ASSIGNMENT: Copy out each line of the data below in which "cleaned" appears.

RECORD SET:
use std::fs::{self, File};
use std::io::{BufWriter, Write};
use std::path::Path;

use chrono::Utc;
use rust_xlsxwriter::{Color, Format, FormatAlign, FormatBorder, Workbook};
use serde::Serialize;

use crate::errors::{Result, StashError};
use crate::storage::models::{Comment, EngagementStats, SentimentDistribution};

#[derive(Debug, Clone, Copy, PartialEq)]
pub enum ExportFormat {
    Csv,
    Json,
    Html,
    Xlsx,
}

impl ExportFormat {
    pub fn as_str(&self) -> &'static str {
        match self {
            ExportFormat::Csv => "csv",
            ExportFormat::Json => "json",
            ExportFormat::Html => "html",
            ExportFormat::Xlsx => "xlsx",
        }
    }

    pub fn parse(s: &str) -> Option<ExportFormat> {
        match s.to_ascii_lowercase().as_str() {
            "csv" => Some(ExportFormat::Csv),
            "json" => Some(ExportFormat::Json),
            "html" | "htm" => Some(ExportFormat::Html),
            "xlsx" | "excel" => Some(ExportFormat::Xlsx),
            _ => None,
        }
    }

    pub fn from_path(path: &Path) -> Option<ExportFormat> {
        path.extension()
            .and_then(|ext| ext.to_str())
            .and_then(ExportFormat::parse)
    }
}

/// A row type that can be flattened into a table.
pub trait Tabular: Serialize {
    fn headers() -> &'static [&'static str];
    fn cells(&self) -> Vec<String>;
}

fn opt<T: ToString>(value: &Option<T>) -> String {
    value.as_ref().map(ToString::to_string).unwrap_or_default()
}

impl Tabular for Comment {
    fn headers() -> &'static [&'static str] {
        &[
            "comment_id",
            "video_id",
            "username",
            "comment_text",
            "likes",
            "comment_time",
            "replies_count",
            "is_reply",
            "parent_comment_id",
            "sentiment",
            "hashtags",
            "crawled_at",
        ]
    }

    fn cells(&self) -> Vec<String> {
        vec![
            self.comment_id.to_string(),
            self.video_id.clone(),
            self.username.clone(),
            opt(&self.comment_text),
            self.likes.to_string(),
            opt(&self.comment_time),
            self.replies_count.to_string(),
            self.is_reply.to_string(),
            opt(&self.parent_comment_id),
            self.sentiment.map(|s| s.as_str().to_string()).unwrap_or_default(),
            self.hashtags.iter().cloned().collect::<Vec<_>>().join(" "),
            self.crawled_at.to_rfc3339(),
        ]
    }
}

impl Tabular for EngagementStats {
    fn headers() -> &'static [&'static str] {
        &[
            "video_id",
            "author",
            "title",
            "total_comments",
            "unique_commenters",
            "avg_likes_per_comment",
            "main_comments",
            "replies",
        ]
    }

    fn cells(&self) -> Vec<String> {
        vec![
            self.video_id.clone(),
            opt(&self.author),
            opt(&self.title),
            self.total_comments.to_string(),
            self.unique_commenters.to_string(),
            self.avg_likes_per_comment
                .map(|avg| format!("{:.2}", avg))
                .unwrap_or_default(),
            self.main_comments.to_string(),
            self.replies.to_string(),
        ]
    }
}

impl Tabular for SentimentDistribution {
    fn headers() -> &'static [&'static str] {
        &[
            "video_id",
            "total_comments",
            "positive_count",
            "neutral_count",
            "negative_count",
            "unclassified_count",
            "positive_percentage",
            "negative_percentage",
        ]
    }

    fn cells(&self) -> Vec<String> {
        vec![
            self.video_id.clone(),
            self.total_comments.to_string(),
            self.positive_count.to_string(),
            self.neutral_count.to_string(),
            self.negative_count.to_string(),
            self.unclassified_count.to_string(),
            opt(&self.positive_percentage),
            opt(&self.negative_percentage),
        ]
    }
}

fn csv_field(value: &str) -> String {
    if value.contains([',', '"', '\n', '\r']) {
        format!("\"{}\"", value.replace('"', "\"\""))
    } else {
        value.to_string()
    }
}

fn html_escape(value: &str) -> String {
    let mut out = String::with_capacity(value.len());
    for ch in value.chars() {
        match ch {
            '&' => out.push_str("&amp;"),
            '<' => out.push_str("&lt;"),
            '>' => out.push_str("&gt;"),
            '"' => out.push_str("&quot;"),
            '\'' => out.push_str("&#39;"),
            _ => out.push(ch),
        }
    }
    out
}

fn write_csv<T: Tabular, W: Write>(rows: &[T], out: &mut W) -> Result<()> {
    // BOM so spreadsheet tools pick UTF-8.
    out.write_all("\u{feff}".as_bytes())?;
    let header: Vec<String> = T::headers().iter().map(|h| csv_field(h)).collect();
    writeln!(out, "{}", header.join(","))?;
    for row in rows {
        let cells: Vec<String> = row.cells().iter().map(|c| csv_field(c)).collect();
        writeln!(out, "{}", cells.join(","))?;
    }
    Ok(())
}

fn write_html<T: Tabular, W: Write>(rows: &[T], title: &str, out: &mut W) -> Result<()> {
    let title = html_escape(title);
    writeln!(out, "<!DOCTYPE html>")?;
    writeln!(out, "<html>\n<head>\n<meta charset=\"utf-8\">\n<title>{}</title>", title)?;
    writeln!(
        out,
        "<style>\nbody {{ font-family: Arial, sans-serif; margin: 20px; }}\n\
         table {{ border-collapse: collapse; width: 100%; }}\n\
         th, td {{ text-align: left; padding: 8px; border: 1px solid #ddd; }}\n\
         th {{ background-color: #f2f2f2; }}\n\
         tr:nth-child(even) {{ background-color: #f9f9f9; }}\n</style>\n</head>\n<body>"
    )?;
    writeln!(out, "<h1>{}</h1>", title)?;
    writeln!(
        out,
        "<div class=\"info\">\n<p>Rows: {}</p>\n<p>Exported: {}</p>\n</div>",
        rows.len(),
        Utc::now().format("%Y-%m-%d %H:%M:%S")
    )?;
    writeln!(out, "<table>\n<thead>\n<tr>")?;
    for header in T::headers() {
        writeln!(out, "<th>{}</th>", html_escape(header))?;
    }
    writeln!(out, "</tr>\n</thead>\n<tbody>")?;
    for row in rows {
        write!(out, "<tr>")?;
        for cell in row.cells() {
            write!(out, "<td>{}</td>", html_escape(&cell))?;
        }
        writeln!(out, "</tr>")?;
    }
    writeln!(out, "</tbody>\n</table>\n</body>\n</html>")?;
    Ok(())
}

// Excel limits sheet names to 31 characters and forbids []:*?/\ in them.
fn sheet_name(title: &str) -> String {
    let cleaned: String = title
        .chars()
        .map(|ch| if "[]:*?/\\".contains(ch) { ' ' } else { ch })
        .take(31)
        .collect();
    let trimmed = cleaned.trim().trim_matches('\'');
    if trimmed.is_empty() {
        "Sheet1".to_string()
    } else {
        trimmed.to_string()
    }
}

fn write_xlsx<T: Tabular, W: Write>(rows: &[T], title: &str, out: &mut W) -> Result<()> {
    let mut workbook = Workbook::new();
    let header = Format::new()
        .set_bold()
        .set_text_wrap()
        .set_align(FormatAlign::Top)
        .set_background_color(Color::RGB(0xD7E4BC))
        .set_border(FormatBorder::Thin);

    let sheet = workbook.add_worksheet();
    sheet.set_name(sheet_name(title))?;
    for (col, name) in T::headers().iter().enumerate() {
        sheet.write_string_with_format(0, col as u16, *name, &header)?;
    }
    for (index, row) in rows.iter().enumerate() {
        for (col, cell) in row.cells().iter().enumerate() {
            sheet.write_string(index as u32 + 1, col as u16, cell)?;
        }
    }
    sheet.autofit();

    out.write_all(&workbook.save_to_buffer()?)?;
    Ok(())
}

pub fn write_rows<T: Tabular, W: Write>(
    rows: &[T],
    format: ExportFormat,
    title: &str,
    out: &mut W,
) -> Result<()> {
    match format {
        ExportFormat::Csv => write_csv(rows, out),
        ExportFormat::Json => {
            serde_json::to_writer_pretty(&mut *out, rows)?;
            writeln!(out)?;
            Ok(())
        }
        ExportFormat::Html => write_html(rows, title, out),
        ExportFormat::Xlsx => write_xlsx(rows, title, out),
    }
}

/// Writes rows to `path`, creating parent directories as needed.
pub fn export_to_path<T: Tabular>(
    rows: &[T],
    format: ExportFormat,
    title: &str,
    path: &Path,
) -> Result<()> {
    if let Some(parent) = path.parent().filter(|p| !p.as_os_str().is_empty()) {
        fs::create_dir_all(parent)?;
    }
    let file = File::create(path)
        .map_err(|e| StashError::Export(format!("cannot create {}: {}", path.display(), e)))?;
    let mut out = BufWriter::new(file);
    write_rows(rows, format, title, &mut out)?;
    out.flush()?;
    Ok(())
}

YOUR RESPONSE:
    let cleaned: String = title
    let trimmed = cleaned.trim().trim_matches('\'');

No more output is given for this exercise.